There was, however, a secret in the Lord's mind to which they were strangers, and so He turns aside from the bright foreground of the kingdom to the dark background of the cross and the grave, and we can well imagine the astonishment of Philip, with his Jewish hopes aflame, as he heard of "a corn of wheat" that must fall into the ground and die, or else "abide alone." We know what the Lord meant, but to Philip it was a new unfolding of the divine purpose. How it lets us into the deep affection of the Lord's heart as in these words He tells us that His purpose is not to take His glories alone; He will have His royal bride with Him; the joint heirs shall share the inheritance with the true heir; His heart must be satisfied as well as His glory displayed. How this lets us into the precious secret that in the days of the kingdom, in that age to come when all things shall be gathered together in Christ, both which are in heaven and in earth, we have obtained an inheritance ! We, loved of the Father as children, loved of the Bridegroom as the Bride, shall be displayed in glory as the fruit of that corn of wheat which fell into the ground and died.

Again, in John 14, the Master and disciple are seen together for the last time. As we ponder the interview, we are struck with the patient grace of the Teacher with His scholar. How graciously and touchingly the Lord answers Philip's request to have the Father shown to him! "Have I been so long
time with you, and yet hast thou not known Me, Philip ?" During those weeks, months and years of discipleship the blessed Son of the Father had been making the Father known. Every word that He spoke, every deed, every miracle, every act of His life, was the living, present expression of the Father. The one that had seen Him had seen the Father.

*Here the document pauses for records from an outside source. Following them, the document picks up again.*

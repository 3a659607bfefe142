//! P2P topology levels reported by IXML.

/// Common-ancestor topology level between two chips.
///
/// Discriminants match the library's enum (which mirrors
/// `nvmlGpuTopologyLevel_t`), with gaps left for intermediate levels.
#[derive(Debug, Clone, Copy, PartialEq, Eq, Hash)]
#[repr(u32)]
pub enum TopologyLevel {
    /// Same board, direct interconnect.
    Internal = 0,
    /// A single PCIe bridge between the chips.
    Single = 10,
    /// Multiple PCIe bridges, same host bridge.
    Multiple = 20,
    /// Same host bridge.
    HostBridge = 30,
    /// Same CPU socket (NUMA node).
    Node = 40,
    /// Across CPU sockets.
    System = 50,
}

impl TopologyLevel {
    /// Maps a raw library value back into a level. Unknown values yield
    /// `None`; callers treat that as "no link".
    pub fn from_raw(raw: u32) -> Option<TopologyLevel> {
        match raw {
            0 => Some(TopologyLevel::Internal),
            10 => Some(TopologyLevel::Single),
            20 => Some(TopologyLevel::Multiple),
            30 => Some(TopologyLevel::HostBridge),
            40 => Some(TopologyLevel::Node),
            50 => Some(TopologyLevel::System),
            _ => None,
        }
    }
}

#[cfg(test)]
mod tests {
    use super::*;

    #[test]
    fn raw_round_trip() {
        for level in [
            TopologyLevel::Internal,
            TopologyLevel::Single,
            TopologyLevel::Multiple,
            TopologyLevel::HostBridge,
            TopologyLevel::Node,
            TopologyLevel::System,
        ] {
            assert_eq!(TopologyLevel::from_raw(level as u32), Some(level));
        }
        assert_eq!(TopologyLevel::from_raw(15), None);
    }
}
//! The authoritative device model: chips scanned from IXML, one- and
//! two-chip devices assembled from them, and the reconciler that rebuilds
//! the whole set on hot-plug events.

use std::collections::{HashMap, HashSet};
use std::sync::Arc;
use std::sync::Mutex as StdMutex;
use std::time::Duration;

use ixml::{ChipHandle, Library};
use tokio::sync::mpsc;
use tokio::sync::RwLock;
use tokio::time::Instant;
use tracing::{debug, info, warn};

use crate::allocator::links::{P2PLink, P2PLinkType};
use crate::config::Config;
use crate::device_plugin_api::v1beta1;

/// Separator between a device UUID and a replica ordinal in exposed IDs.
pub const ALIAS_SEPARATOR: &str = "::";

/// Health of a chip or exposed device, mirroring the protocol strings.
#[derive(Debug, Clone, Copy, PartialEq, Eq)]
pub enum HealthState {
    Healthy,
    Unhealthy,
}

impl HealthState {
    pub fn as_str(self) -> &'static str {
        match self {
            HealthState::Healthy => "Healthy",
            HealthState::Unhealthy => "Unhealthy",
        }
    }

    pub fn is_healthy(self) -> bool {
        self == HealthState::Healthy
    }
}

/// A composite identifier `<uuid>::<ordinal>`.
///
/// Bare device UUIDs pass through unchanged: `prefix` of a non-alias is the
/// whole string and `suffix` is absent.
#[derive(Debug, Clone, Copy)]
pub struct Alias<'a>(pub &'a str);

impl<'a> Alias<'a> {
    pub fn has_alias(&self) -> bool {
        self.0.split(ALIAS_SEPARATOR).count() == 2
    }

    /// The device UUID part of the identifier.
    pub fn prefix(&self) -> &'a str {
        self.0.split(ALIAS_SEPARATOR).next().unwrap_or(self.0)
    }

    /// The replica ordinal part, when present.
    pub fn suffix(&self) -> Option<&'a str> {
        let mut parts = self.0.split(ALIAS_SEPARATOR);
        let _ = parts.next();
        parts.next()
    }
}

/// The smallest physical unit reported by IXML.
#[derive(Debug, Clone)]
pub struct Chip {
    pub uuid: String,
    pub name: String,
    /// Host device node minor number (`/dev/ix<minor>`).
    pub minor: u32,
    /// Current IXML index; may change across hot-plug events.
    pub index: u32,
    pub numa_node: Option<i64>,
    pub health: HealthState,
    pub handle: ChipHandle,
}

/// One entry of a device's exposed sequence. With replication off this is
/// the device itself; with replication on it is one time-slicing slot.
#[derive(Debug, Clone)]
pub struct ReplicaDevice {
    pub id: String,
    pub health: HealthState,
}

What a comfort to other slow learners that, instead of upbraiding, the Lord goes over the lesson again, telling how the Father was in Him, and the Father who dwelt in Him uttered the words and did the works; and then adds a further word of comfort, assuring His disciples that those very works, and greater ones still, they should do. Not only so, but all the resources of the Father were his; so he had only to ask whatever would glorify the Father and the Son, and it should be done. He is also assured that in the day which was to dawn, after Christ had risen, he should know that he was in the Son in all His nearness to the Father, and the Father's love should rest upon him if he kept the pathway of obedience.

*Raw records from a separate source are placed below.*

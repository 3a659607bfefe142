//! Adapter from kernel uevents to the reconciler's [`HotplugEvent`]s.
//!
//! The udev subscription lives here at the binary edge; the core only
//! ever sees the action strings.

use futures::StreamExt;
use ixdpm::allocator::HotplugEvent;
use ixdpm::config::UDEV_SUBSYSTEM;
use tokio::sync::mpsc;
use tokio_udev::{AsyncMonitorSocket, MonitorBuilder};
use tracing::{info, warn};

/// Subscribes to the kernel uevent stream and forwards every event on the
/// configured subsystem. The task ends when the receiver side is dropped.
///
/// The udev types involved hold raw, non-`Send` pointers, so the watch loop
/// runs on its own thread with a dedicated single-threaded runtime rather
/// than via `tokio::spawn` on the shared multi-threaded runtime.
pub fn spawn(tx: mpsc::Sender<HotplugEvent>) -> anyhow::Result<()> {
    info!(subsystem = UDEV_SUBSYSTEM, "starting hotplug watcher");
    std::thread::spawn(move || {
        let rt = match tokio::runtime::Builder::new_current_thread().enable_all().build() {
            Ok(rt) => rt,
            Err(e) => {
                warn!(error = %e, "unable to start hotplug watcher runtime");
                return;
            }
        };
        rt.block_on(async move {
            let socket = match MonitorBuilder::new()
                .and_then(|b| b.match_subsystem(UDEV_SUBSYSTEM))
                .and_then(|b| b.listen())
            {
                Ok(socket) => socket,
                Err(e) => {
                    warn!(error = %e, "unable to start hotplug watcher");
                    return;
                }
            };
            let mut monitor = match AsyncMonitorSocket::new(socket) {
                Ok(monitor) => monitor,
                Err(e) => {
                    warn!(error = %e, "unable to start hotplug watcher");
                    return;
                }
            };
            while let Some(event) = monitor.next().await {
                match event {
                    Ok(event) => {
                        let action = event.event_type().to_string();
                        if tx.send(HotplugEvent { action }).await.is_err() {
                            return;
                        }
                    }
                    Err(e) => warn!(error = %e, "udev event stream error"),
                }
            }
            warn!("udev event stream ended");
        });
    });
    Ok(())
}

We may well ask ourselves, Have we learned Christ in these ways ? Have we found in Him the balm for a wounded conscience, the secret of a satisfied heart; and also discovered that He is the all-sufficient resource to meet our every need, and that in the glorious days of displayed power in the world to come we shall be nearest to His heart as well as occupants of His throne ? If so, surely we may set ourselves to the blessed task of taking in day by day more of the precious unfoldings of the Father, so that He may not say to us, "Have I been so long time with you, and yet hast thou not known Me ? " H. N.